I am currently following the Office 365 guide (Duo Protection for Office 365 | Duo Security) to install Duo auth for 365.

I have setup DAG, AD Azure Sync etc but am having trouble getting the AD Federation portion set up. When I enter the command “Set-MsolDomainAuthentication” with all of the parameters I get the following error message back:

“You cannot remove this domain as the default domain without replacing it with another default domain”

I am unsure why it is bringing up this message as I thought the commands purpose was just to change the authentication type from Managed to Federated and apply the necessary extras.

Any assistance with this would be hugely appreciated.

Kind regards,

IndigoRyan


#2

@IndigoRyan,

Do you have a custom domain defined in your O365 tenant? Is it currently your default domain, or is the onmicrosoft.com domain the default? You may need to set your default domain as described here.


#3

Hi Kristina,

The Custom domain (the one I am trying to federate) is the default domain currently. Do I need to set the default domain to the onmicrosoft.com one to change the custom one from managed to federated?

On thing I am concerned about is it’s mention of “Use the Set-Msoldomain cmdlet to set another domain as the default domain before you delete this domain”. I thought the purpose of Set-MsolDomainAuthentication was to alter the current domain, not delete it?

Any advice would be appreciated!

Kind regards,

Ryan


#4

That is odd to see that message when you have a custom domain set as the default and you aren’t trying to remove it. In the variables used by the set-msoldomainauthentication command, are you setting $dom to the custom domain or the onmicrosoft domain? Is your domain already federated with another service?


#5

Hi Kristina,

$dom is pointing at our custom domain & I have ran a “Get-Msoldomain” on the domain and it is definitely showing as the authentication type “managed”. I’ve read a bit online and I can see numerous articles detailing that it is not possible to federate a default domain so I am unsure how to progress from this step.

Please see below a copy of the exact error message I get for the command “Set-MsolDomainAuthentication –DomainName $dom -Authentication Federated -PassiveLogOnUri $url -ActiveLogOnUri $url -IssuerUri $uri -LogOffUri $logoutUrl -Preferre■■■■col SAMLP -SigningCertificate $certData” -

Kind Regards,

Ryan


#6

Hmm, what if you set the default domain back to the onmicrosoft domain and try again?


#7

Hi Kristina,

The only concern I have is what changing to onmicrosoft as the default will have on the user/email accounts for those on the domain.
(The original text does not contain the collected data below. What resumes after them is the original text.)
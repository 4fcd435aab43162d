//! Disposition engine
//!
//! Pure and synchronous: given a claim, its policy, the user's recent claim
//! count and a config snapshot, produce a disposition and, for decided
//! outcomes, a payout. Persisting the result is the caller's job.

use chrono::{DateTime, Utc};
use std::sync::Arc;
use tracing::debug;

use domain_rating::Policy;

use crate::claim::{Claim, ClaimStatus};
use crate::config::AutomationConfig;
use crate::disposition::{DecisionResult, Disposition};
use crate::payout::{compute_payout, Payout};
use crate::rules::{evaluate_chain, DecisionContext};

/// Applies the disposition chain under one configuration snapshot
#[derive(Debug, Clone, Default)]
pub struct DispositionEngine {
    config: Arc<AutomationConfig>,
}

impl DispositionEngine {
    pub fn new(config: Arc<AutomationConfig>) -> Self {
        Self { config }
    }

    pub fn config(&self) -> &AutomationConfig {
        &self.config
    }

    /// Decides a submitted claim
    ///
    /// Returns `Disabled` when automation is off and `AlreadyDecided` when
    /// the claim has left `Submitted`; neither touches the claim.
    pub fn decide(
        &self,
        claim: &Claim,
        policy: Option<&Policy>,
        recent_claims: u32,
        now: DateTime<Utc>,
    ) -> DecisionResult {
        if !self.config.enabled {
            return DecisionResult::Disabled;
        }
        if claim.status != ClaimStatus::Submitted {
            return DecisionResult::AlreadyDecided { status: claim.status };
        }

        let ctx = DecisionContext {
            claim,
            policy,
            recent_claims,
            now,
            config: &self.config,
        };
        let disposition = evaluate_chain(&ctx);

        debug!(
            claim_id = %claim.id,
            rule = ?disposition.rule,
            outcome = %disposition.outcome,
            "Disposition rule fired"
        );

        DecisionResult::Decided(disposition)
    }

    /// Payout owed for a disposition, `None` while the claim is in review
    pub fn payout(&self, disposition: &Disposition, policy: Option<&Policy>, claim: &Claim) -> Option<Payout> {
        let currency = policy.map(|p| p.premium().currency()).unwrap_or_default();
        compute_payout(disposition.outcome, claim.assessment.severity, policy, currency)
    }
}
Is there any implications with changing the default domain in Office 365? If AD Sync is active will this stop Office 365 accounts from changing from my custom domain to onmicrosoft addresses?

Kind Regards,

Ryan


#8

I don’t think it should. How are you provisioning new users now? When the domain is federated then the source of new accounts is your regular Active Directory, and new accounts get created in Azure AD/Office via the AAD Connect sync. So you’d specify the mail address in AD.

You might want to confirm this with Microsoft before making any changes, but this is how our test domains are configured.


#9

Morning Kristina,

Now that the AD Sync is in place I’d imagine we’d be creating new Office 365 users through the local AD and applying the correct UPN suffix to match the Office 365 domain.
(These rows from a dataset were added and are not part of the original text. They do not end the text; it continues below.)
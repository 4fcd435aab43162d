//! Vehicle profiles and rating requests
//!
//! A [`VehicleProfile`] describes the insured vehicle; a [`PolicyRequest`]
//! pairs it with the coverage the customer asked for. Neither is persisted
//! as-is: a request is priced into a quote, and the issued policy keeps a
//! copy of the profile.

use chrono::{Datelike, NaiveDate};
use rust_decimal::Decimal;
use serde::{Deserialize, Serialize};
use std::collections::BTreeSet;
use std::fmt;
use std::str::FromStr;

use core_kernel::{years_between, Money};
use crate::error::RatingError;

/// Tariff category of a vehicle
#[derive(Debug, Clone, Copy, PartialEq, Eq, Hash, PartialOrd, Ord, Serialize, Deserialize)]
pub enum VehicleCategory {
    #[serde(alias = "2W")]
    TwoWheeler,
    #[serde(alias = "4W")]
    FourWheeler,
    Commercial,
}

impl VehicleCategory {
    /// Short code used on proposal forms
    pub fn code(&self) -> &'static str {
        match self {
            VehicleCategory::TwoWheeler => "2W",
            VehicleCategory::FourWheeler => "4W",
            VehicleCategory::Commercial => "Commercial",
        }
    }
}

impl fmt::Display for VehicleCategory {
    fn fmt(&self, f: &mut fmt::Formatter<'_>) -> fmt::Result {
        f.write_str(self.code())
    }
}

impl FromStr for VehicleCategory {
    type Err = RatingError;

    fn from_str(s: &str) -> Result<Self, Self::Err> {
        match s.trim().to_ascii_lowercase().as_str() {
            "2w" | "twowheeler" | "two-wheeler" | "two wheeler" => Ok(VehicleCategory::TwoWheeler),
            "4w" | "fourwheeler" | "four-wheeler" | "four wheeler" => Ok(VehicleCategory::FourWheeler),
            "commercial" => Ok(VehicleCategory::Commercial),
            other => Err(RatingError::invalid_input(
                "vehicle_category",
                format!("unknown category '{}'", other),
            )),
        }
    }
}

/// Fuel type of the vehicle
#[derive(Debug, Clone, Copy, PartialEq, Eq, Hash, Serialize, Deserialize)]
pub enum FuelType {
    Petrol,
    Diesel,
    #[serde(alias = "CNG")]
    Cng,
    #[serde(alias = "LPG")]
    Lpg,
    Electric,
    Hybrid,
}

/// The insured vehicle as priced by the tariff
#[derive(Debug, Clone, PartialEq, Serialize, Deserialize)]
pub struct VehicleProfile {
    /// Tariff category
    pub category: VehicleCategory,
    /// Engine displacement in cc
    pub engine_capacity_cc: Decimal,
    /// First registration date
    pub registration_date: NaiveDate,
    /// Ex-showroom price when new
    pub ex_showroom_price: Money,
    /// Fuel type
    pub fuel_type: FuelType,
    /// Year of manufacture, when known
    pub year_of_manufacture: Option<i32>,
}

impl VehicleProfile {
    /// Creates a vehicle profile
    pub fn new(
        category: VehicleCategory,
        engine_capacity_cc: Decimal,
        registration_date: NaiveDate,
        ex_showroom_price: Money,
        fuel_type: FuelType,
    ) -> Self {
        Self {
            category,
            engine_capacity_cc,
            registration_date,
            ex_showroom_price,
            fuel_type,
            year_of_manufacture: None,
        }
    }

    /// Creates a profile from floating-point form values
    ///
    /// # Errors
    ///
    /// Returns `InvalidInput` when either number is NaN, infinite or negative.
    pub fn from_raw(
        category: VehicleCategory,
        engine_capacity_cc: f64,
        registration_date: NaiveDate,
        ex_showroom_price: f64,
        currency: core_kernel::Currency,
        fuel_type: FuelType,
    ) -> Result<Self, RatingError> {
        let cc = decimal_from_f64("engine_capacity_cc", engine_capacity_cc)?;
        let price = decimal_from_f64("ex_showroom_price", ex_showroom_price)?;
        let profile = Self::new(
            category,
            cc,
            registration_date,
            Money::new(price, currency),
            fuel_type,
        );
        profile.validate()?;
        Ok(profile)
    }

    /// Sets the year of manufacture
    pub fn with_year_of_manufacture(mut self, year: i32) -> Self {
        self.year_of_manufacture = Some(year);
        self
    }

    /// Rejects negative capacity or price
    pub fn validate(&self) -> Result<(), RatingError> {
        if self.engine_capacity_cc < Decimal::ZERO {
            return Err(RatingError::invalid_input(
                "engine_capacity_cc",
                format!("must not be negative, got {}", self.engine_capacity_cc),
            ));
        }
        if self.ex_showroom_price.is_negative() {
            return Err(RatingError::invalid_input(
                "ex_showroom_price",
                format!("must not be negative, got {}", self.ex_showroom_price),
            ));
        }
        Ok(())
    }

    /// Vehicle age in calendar years as of `today`
    ///
    /// Counted from the year of manufacture when known, otherwise from
    /// the registration year.
    pub fn age_years(&self, today: NaiveDate) -> i32 {
        match self.year_of_manufacture {
            Some(year) => today.year() - year,
            None => years_between(self.registration_date, today),
        }
    }
}

fn decimal_from_f64(field: &str, value: f64) -> Result<Decimal, RatingError> {
    if !value.is_finite() {
        return Err(RatingError::invalid_input(field, format!("not a finite number: {}", value)));
    }
    Decimal::try_from(value)
        .map_err(|e| RatingError::invalid_input(field, e.to_string()))
}

/// A request to price a policy for a vehicle
#[derive(Debug, Clone, PartialEq, Serialize, Deserialize)]
pub struct PolicyRequest {
    /// Free-text policy type label, e.g. "Comprehensive" or "Third-Party Only"
    pub policy_type: String,
    /// No-claim bonus carried over from the previous policy, in percent
    #[serde(default)]
    pub previous_ncb_percent: Decimal,
    /// Selected add-on identifiers
    #[serde(default)]
    pub add_ons: BTreeSet<String>,
    /// The vehicle being insured
    pub vehicle: VehicleProfile,
    /// Own-damage rate to use instead of the tariff's category rate
    #[serde(default)]
    pub od_rate_override: Option<core_kernel::Rate>,
}

impl PolicyRequest {
    /// Creates a request with no NCB and no add-ons
    pub fn new(policy_type: impl Into<String>, vehicle: VehicleProfile) -> Self {
        Self {
            policy_type: policy_type.into(),
            previous_ncb_percent: Decimal::ZERO,
            add_ons: BTreeSet::new(),
            vehicle,
            od_rate_override: None,
        }
    }

    /// Sets the carried-over NCB percentage
    pub fn with_ncb_percent(mut self, percent: Decimal) -> Self {
        self.previous_ncb_percent = percent;
        self
    }

    /// Adds an add-on identifier
    pub fn with_add_on(mut self, id: impl Into<String>) -> Self {
        self.add_ons.insert(id.into());
        self
    }

    /// Overrides the tariff's own-damage rate
    pub fn with_od_rate(mut self, rate: core_kernel::Rate) -> Self {
        self.od_rate_override = Some(rate);
        self
    }
}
I have logged a ticket with O365 support so hopefully they’ll be able to confirm that changing default domain doesn’t have an effect and I can go ahead with federating the custom domain.

Kind Regards,

Ryan


#10

Hi Kristina,

I was able to get this working. Changing the default domain to the Onmicrosoft one allowed me to federate my custom domain.
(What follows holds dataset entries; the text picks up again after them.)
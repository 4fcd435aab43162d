//! Coverage classification
//!
//! Proposal forms send the policy type as free text ("Comprehensive",
//! "Third Party Only", "Standalone OD"). The label is matched against
//! keyword lists to decide which premium components apply.

use serde::{Deserialize, Serialize};
use std::fmt;

const THIRD_PARTY_KEYWORDS: &[&str] = &["tp", "third-party", "third party", "comprehensive"];
const OWN_DAMAGE_KEYWORDS: &[&str] = &["od", "own damage", "comprehensive", "standalone", "stand-alone"];

/// The kind of cover a policy provides
#[derive(Debug, Clone, Copy, PartialEq, Eq, Hash, Serialize, Deserialize)]
pub enum CoverageKind {
    /// Third-party liability only
    ThirdParty,
    /// Own damage only, when bought on top of an existing TP policy
    StandaloneOwnDamage,
    /// Third-party and own damage
    Comprehensive,
}

impl CoverageKind {
    pub fn includes_third_party(&self) -> bool {
        matches!(self, CoverageKind::ThirdParty | CoverageKind::Comprehensive)
    }

    pub fn includes_own_damage(&self) -> bool {
        matches!(self, CoverageKind::StandaloneOwnDamage | CoverageKind::Comprehensive)
    }
}

impl fmt::Display for CoverageKind {
    fn fmt(&self, f: &mut fmt::Formatter<'_>) -> fmt::Result {
        let label = match self {
            CoverageKind::ThirdParty => "Third Party",
            CoverageKind::StandaloneOwnDamage => "Standalone Own Damage",
            CoverageKind::Comprehensive => "Comprehensive",
        };
        f.write_str(label)
    }
}

/// Outcome of classifying a policy type label
#[derive(Debug, Clone, Copy, PartialEq, Eq, Serialize, Deserialize)]
pub struct CoverageClassification {
    pub kind: CoverageKind,
    /// True when the label matched nothing and comprehensive was assumed
    pub defaulted: bool,
}

impl CoverageClassification {
    pub fn third_party(&self) -> bool {
        self.kind.includes_third_party()
    }

    pub fn own_damage(&self) -> bool {
        self.kind.includes_own_damage()
    }
}

/// Classifies a policy type label by case-insensitive keyword match
///
/// A label may match both lists. An empty or unrecognised label is treated
/// as comprehensive with `defaulted` set.
pub fn classify_coverage(label: &str) -> CoverageClassification {
    let label = label.to_lowercase();
    let has_any = |keywords: &[&str]| keywords.iter().any(|k| label.contains(k));

    let kind = match (has_any(THIRD_PARTY_KEYWORDS), has_any(OWN_DAMAGE_KEYWORDS)) {
        (true, true) => CoverageKind::Comprehensive,
        (true, false) => CoverageKind::ThirdParty,
        (false, true) => CoverageKind::StandaloneOwnDamage,
        (false, false) => {
            return CoverageClassification {
                kind: CoverageKind::Comprehensive,
                defaulted: true,
            }
        }
    };

    CoverageClassification { kind, defaulted: false }
}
One small further query: Currently, users are unable to login through the duo portion of the portal when authenticating for 365. I have a feeling that this is due to incorrect search attributes listed. In DAG, I have sAMAAccountName and Mail listed as my search attributes but the Duo portal is not accepting users email addresses as a valid username credential.

Kind Regards,

Ryan


#11

Refer to step 2 in the Office 365 “Deploy Duo Access Gateway” instructions where the necessary list of search attributes is mentioned.

Include the AD attributes mail,sAMAccountName,userPrincipalName,objectGUID in the “Attributes” field when configuring the Active Directory authentication source in the DAG admin console.


#12

Hi Kristina,

Turns out I have my DN’s incorrectly listed in the Search Base. I resolved this and immediately the system started functioning correctly.

Thank you for your assistance with getting this up and running!

Ryan


#13

I’m glad this is working. Thanks for trying Duo!